*** Block opens ***
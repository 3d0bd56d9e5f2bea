//! Configuration module for `degree-audit`

use serde::{Deserialize, Serialize};
use std::fmt;
use std::fs;
use std::path::PathBuf;

/// Default CLI configuration loaded based on build profile.
/// Uses release defaults in release mode, debug defaults in debug mode.
#[cfg(not(debug_assertions))]
const CONFIG_DEFAULTS: &str = include_str!("../assets/DefaultCLIConfigRelease.toml");

#[cfg(debug_assertions)]
const CONFIG_DEFAULTS: &str = include_str!("../assets/DefaultCLIConfigDebug.toml");

#[cfg(not(debug_assertions))]
const CONFIG_FILE_NAME: &str = "config.toml";

#[cfg(debug_assertions)]
const CONFIG_FILE_NAME: &str = "dconfig.toml";

/// Logging configuration
#[derive(Debug, Clone, Default, Serialize, Deserialize)]
pub struct LoggingConfig {
    /// Log level (error, warn, info, debug)
    #[serde(default)]
    pub level: String,
    /// Log file path
    #[serde(default)]
    pub file: String,
    /// Enable verbose output
    #[serde(default)]
    pub verbose: bool,
}

/// Paths configuration
#[derive(Debug, Clone, Default, Serialize, Deserialize)]
pub struct PathsConfig {
    /// Directory searched for plan TOML files
    #[serde(default)]
    pub plans_dir: String,
    /// Directory for audit CSV and report output files
    #[serde(default)]
    pub reports_dir: String,
}

/// Main configuration structure
#[derive(Debug, Clone, Default, Serialize, Deserialize)]
pub struct Config {
    /// Logging settings
    pub logging: LoggingConfig,
    /// Path settings
    #[serde(default)]
    pub paths: PathsConfig,
}

/// Optional CLI overrides for configuration values
#[derive(Debug, Clone, Default)]
pub struct ConfigOverrides {
    /// Override logging level
    pub level: Option<String>,
    /// Override log file path
    pub file: Option<String>,
    /// Override verbose flag
    pub verbose: Option<bool>,
    /// Override plans directory
    pub plans_dir: Option<String>,
    /// Override reports output directory
    pub reports_dir: Option<String>,
}

impl Config {
    /// Get the `$DEGREE_AUDIT` directory path
    ///
    /// Returns:
    /// - Linux: `~/.config/degreeaudit`
    /// - macOS: `~/Library/Application Support/degreeaudit`
    /// - Windows: `%APPDATA%\degreeaudit`
    #[must_use]
    pub fn get_degreeaudit_dir() -> PathBuf {
        dirs::config_dir()
            .unwrap_or_else(|| PathBuf::from("."))
            .join("degreeaudit")
    }

    /// Merge missing fields from defaults into this config
    ///
    /// Used when loading configuration to ensure that newly added fields are
    /// populated with their default values. Only fields that are empty in the
    /// current config and non-empty in defaults are updated.
    ///
    /// # Returns
    ///
    /// `true` if any fields were added/changed, `false` otherwise
    pub fn merge_defaults(&mut self, defaults: &Self) -> bool {
        let mut changed = false;

        if self.logging.level.is_empty() && !defaults.logging.level.is_empty() {
            self.logging.level.clone_from(&defaults.logging.level);
            changed = true;
        }
        if self.logging.file.is_empty() && !defaults.logging.file.is_empty() {
            self.logging.file.clone_from(&defaults.logging.file);
            changed = true;
        }

        if self.paths.plans_dir.is_empty() && !defaults.paths.plans_dir.is_empty() {
            self.paths.plans_dir.clone_from(&defaults.paths.plans_dir);
            changed = true;
        }
        if self.paths.reports_dir.is_empty() && !defaults.paths.reports_dir.is_empty() {
            self.paths
                .reports_dir
                .clone_from(&defaults.paths.reports_dir);
            changed = true;
        }

        changed
    }

    /// Apply CLI-provided overrides onto the loaded configuration
    ///
    /// Allows command-line arguments to override configuration file values
    /// without modifying the persistent configuration file. Only non-`None`
    /// values in the overrides struct will replace config values.
    pub fn apply_overrides(&mut self, overrides: &ConfigOverrides) {
        if let Some(level) = &overrides.level {
            self.logging.level.clone_from(level);
        }
        if let Some(file) = &overrides.file {
            self.logging.file.clone_from(file);
        }
        if let Some(verbose) = overrides.verbose {
            self.logging.verbose = verbose;
        }

        if let Some(plans_dir) = &overrides.plans_dir {
            self.paths.plans_dir.clone_from(plans_dir);
        }
        if let Some(reports_dir) = &overrides.reports_dir {
            self.paths.reports_dir.clone_from(reports_dir);
        }
    }

    /// Get the user config file path
    ///
    /// Returns the full path to the configuration file:
    /// - `config.toml` for release builds
    /// - `dconfig.toml` for debug builds (allows separate debug config)
    #[must_use]
    pub fn get_config_file_path() -> PathBuf {
        Self::get_degreeaudit_dir().join(CONFIG_FILE_NAME)
    }

    /// Expand `$DEGREE_AUDIT` variable in a string
    ///
    /// Replaces occurrences of `$DEGREE_AUDIT` with the actual degreeaudit
    /// directory path, so configuration values can reference the config
    /// directory dynamically.
    #[must_use]
    fn expand_variables(value: &str) -> String {
        if value.contains("$DEGREE_AUDIT") {
            let audit_dir = Self::get_degreeaudit_dir();
            value.replace("$DEGREE_AUDIT", audit_dir.to_str().unwrap_or("."))
        } else {
            value.to_string()
        }
    }

    /// Initialize config from a TOML string
    ///
    /// Parses a TOML configuration string and expands any `$DEGREE_AUDIT`
    /// variables in the values. Missing fields use their serde defaults.
    ///
    /// # Errors
    ///
    /// Returns an error if the TOML cannot be parsed or doesn't match the expected schema
    pub fn from_toml(toml_str: &str) -> Result<Self, toml::de::Error> {
        let mut config: Self = toml::from_str(toml_str)?;

        // Expand variables in config values
        config.logging.file = Self::expand_variables(&config.logging.file);
        config.paths.plans_dir = Self::expand_variables(&config.paths.plans_dir);
        config.paths.reports_dir = Self::expand_variables(&config.paths.reports_dir);

        Ok(config)
    }

    /// Load configuration from embedded defaults
    ///
    /// Loads the compiled-in default configuration bundled with the binary.
    /// The defaults differ between debug and release builds.
    ///
    /// # Panics
    /// Panics if the embedded default configuration is invalid TOML. This
    /// should never happen in practice since the defaults are compiled into
    /// the binary.
    #[must_use]
    pub fn from_defaults() -> Self {
        Self::from_toml(CONFIG_DEFAULTS).expect("Failed to parse compiled-in default configuration")
    }

    /// Load configuration from file, or create from defaults if not found
    ///
    /// Handles several scenarios:
    /// - If config file exists: loads from file, merges missing fields from defaults, saves updated config
    /// - If config file doesn't exist (first run): creates config directory if needed, loads defaults, saves to file
    ///
    /// Falls back to defaults if any error occurs during loading.
    #[must_use]
    pub fn load() -> Self {
        let config_file = Self::get_config_file_path();
        let defaults = Self::from_defaults();

        if config_file.exists() {
            if let Ok(content) = fs::read_to_string(&config_file) {
                if let Ok(mut config) = Self::from_toml(&content) {
                    if config.merge_defaults(&defaults) {
                        let _ = config.save();
                    }
                    return config;
                }
            }
        } else {
            if let Some(parent) = config_file.parent() {
                let _ = fs::create_dir_all(parent);
            }

            let _ = defaults.save();

            return defaults;
        }

        defaults
    }

    /// Save configuration to file
    ///
    /// Serializes the current configuration to TOML and writes it to the
    /// platform-specific config file. The config directory will be created if
    /// it doesn't exist.
    ///
    /// # Errors
    /// Returns an error if the config directory cannot be created or the file
    /// cannot be written.
    pub fn save(&self) -> Result<(), Box<dyn std::error::Error>> {
        let config_file = Self::get_config_file_path();
        if let Some(parent) = config_file.parent() {
            fs::create_dir_all(parent)?;
        }
        let toml_str = toml::to_string_pretty(self)?;
        fs::write(&config_file, toml_str)?;
        Ok(())
    }

    /// Remove the config file, resetting to defaults on next load
    ///
    /// # Errors
    /// Returns an error if the file exists but cannot be removed.
    pub fn reset() -> Result<(), std::io::Error> {
        let config_file = Self::get_config_file_path();
        if config_file.exists() {
            fs::remove_file(config_file)?;
        }
        Ok(())
    }

    /// Get a configuration value by key
    ///
    /// Supported keys: `level`, `file`, `verbose`, `plans_dir`, `reports_dir`.
    #[must_use]
    pub fn get(&self, key: &str) -> Option<String> {
        match key {
            "level" | "logging.level" => Some(self.logging.level.clone()),
            "file" | "logging.file" => Some(self.logging.file.clone()),
            "verbose" | "logging.verbose" => Some(self.logging.verbose.to_string()),
            "plans_dir" | "paths.plans_dir" => Some(self.paths.plans_dir.clone()),
            "reports_dir" | "paths.reports_dir" => Some(self.paths.reports_dir.clone()),
            _ => None,
        }
    }

    /// Set a configuration value by key
    ///
    /// # Errors
    /// Returns an error message for unknown keys or values that fail to parse
    /// (e.g. a non-boolean `verbose`).
    pub fn set(&mut self, key: &str, value: &str) -> Result<(), String> {
        match key {
            "level" | "logging.level" => {
                if crate::logger::Level::parse(value).is_none() {
                    return Err(format!(
                        "Invalid log level '{value}' (expected error|warn|info|debug)"
                    ));
                }
                self.logging.level = value.to_ascii_lowercase();
            }
            "file" | "logging.file" => self.logging.file = Self::expand_variables(value),
            "verbose" | "logging.verbose" => {
                self.logging.verbose = value
                    .parse::<bool>()
                    .map_err(|_| format!("Invalid boolean '{value}' for verbose"))?;
            }
            "plans_dir" | "paths.plans_dir" => {
                self.paths.plans_dir = Self::expand_variables(value);
            }
            "reports_dir" | "paths.reports_dir" => {
                self.paths.reports_dir = Self::expand_variables(value);
            }
            _ => return Err(format!("Unknown config key: '{key}'")),
        }
        Ok(())
    }

    /// Reset a single configuration value to its default
    ///
    /// # Errors
    /// Returns an error message for unknown keys.
    pub fn unset(&mut self, key: &str, defaults: &Self) -> Result<(), String> {
        let default_value = defaults
            .get(key)
            .ok_or_else(|| format!("Unknown config key: '{key}'"))?;
        self.set(key, &default_value)
    }
}

impl fmt::Display for Config {
    fn fmt(&self, f: &mut fmt::Formatter<'_>) -> fmt::Result {
        writeln!(f, "[logging]")?;
        writeln!(f, "level = {}", self.logging.level)?;
        writeln!(f, "file = {}", self.logging.file)?;
        writeln!(f, "verbose = {}", self.logging.verbose)?;
        writeln!(f)?;
        writeln!(f, "[paths]")?;
        writeln!(f, "plans_dir = {}", self.paths.plans_dir)?;
        writeln!(f, "reports_dir = {}", self.paths.reports_dir)
    }
}

#[cfg(test)]
mod tests {
    use super::*;

    #[test]
    fn defaults_parse() {
        let config = Config::from_defaults();
        assert!(!config.logging.level.is_empty());
        assert!(!config.paths.plans_dir.is_empty());
        assert!(!config.paths.reports_dir.is_empty());
    }

    #[test]
    fn expand_replaces_variable() {
        let expanded = Config::expand_variables("$DEGREE_AUDIT/plans");
        assert!(!expanded.contains("$DEGREE_AUDIT"));
        assert!(expanded.ends_with("/plans"));
    }

    #[test]
    fn set_rejects_bad_level() {
        let mut config = Config::from_defaults();
        assert!(config.set("level", "loud").is_err());
        assert!(config.set("level", "info").is_ok());
        assert_eq!(config.logging.level, "info");
    }

    #[test]
    fn unset_restores_default() {
        let defaults = Config::from_defaults();
        let mut config = Config::from_defaults();
        config.set("reports_dir", "/tmp/elsewhere").expect("set");
        config.unset("reports_dir", &defaults).expect("unset");
        assert_eq!(config.paths.reports_dir, defaults.paths.reports_dir);
    }

    #[test]
    fn unknown_key_is_rejected() {
        let mut config = Config::from_defaults();
        assert!(config.get("nope").is_none());
        assert!(config.set("nope", "x").is_err());
    }
}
*** Block closes ***
TASK PROMPT: Your answer must be the line holding "#[cfg(test)]" plus every later line to the end of the records, copied exactly.

SOLUTION BELOW:
#[cfg(test)]
mod tests {
    use super::*;

    #[test]
    fn defaults_parse() {
        let config = Config::from_defaults();
        assert!(!config.logging.level.is_empty());
        assert!(!config.paths.plans_dir.is_empty());
        assert!(!config.paths.reports_dir.is_empty());
    }

    #[test]
    fn expand_replaces_variable() {
        let expanded = Config::expand_variables("$DEGREE_AUDIT/plans");
        assert!(!expanded.contains("$DEGREE_AUDIT"));
        assert!(expanded.ends_with("/plans"));
    }

    #[test]
    fn set_rejects_bad_level() {
        let mut config = Config::from_defaults();
        assert!(config.set("level", "loud").is_err());
        assert!(config.set("level", "info").is_ok());
        assert_eq!(config.logging.level, "info");
    }

    #[test]
    fn unset_restores_default() {
        let defaults = Config::from_defaults();
        let mut config = Config::from_defaults();
        config.set("reports_dir", "/tmp/elsewhere").expect("set");
        config.unset("reports_dir", &defaults).expect("unset");
        assert_eq!(config.paths.reports_dir, defaults.paths.reports_dir);
    }

    #[test]
    fn unknown_key_is_rejected() {
        let mut config = Config::from_defaults();
        assert!(config.get("nope").is_none());
        assert!(config.set("nope", "x").is_err());
    }
}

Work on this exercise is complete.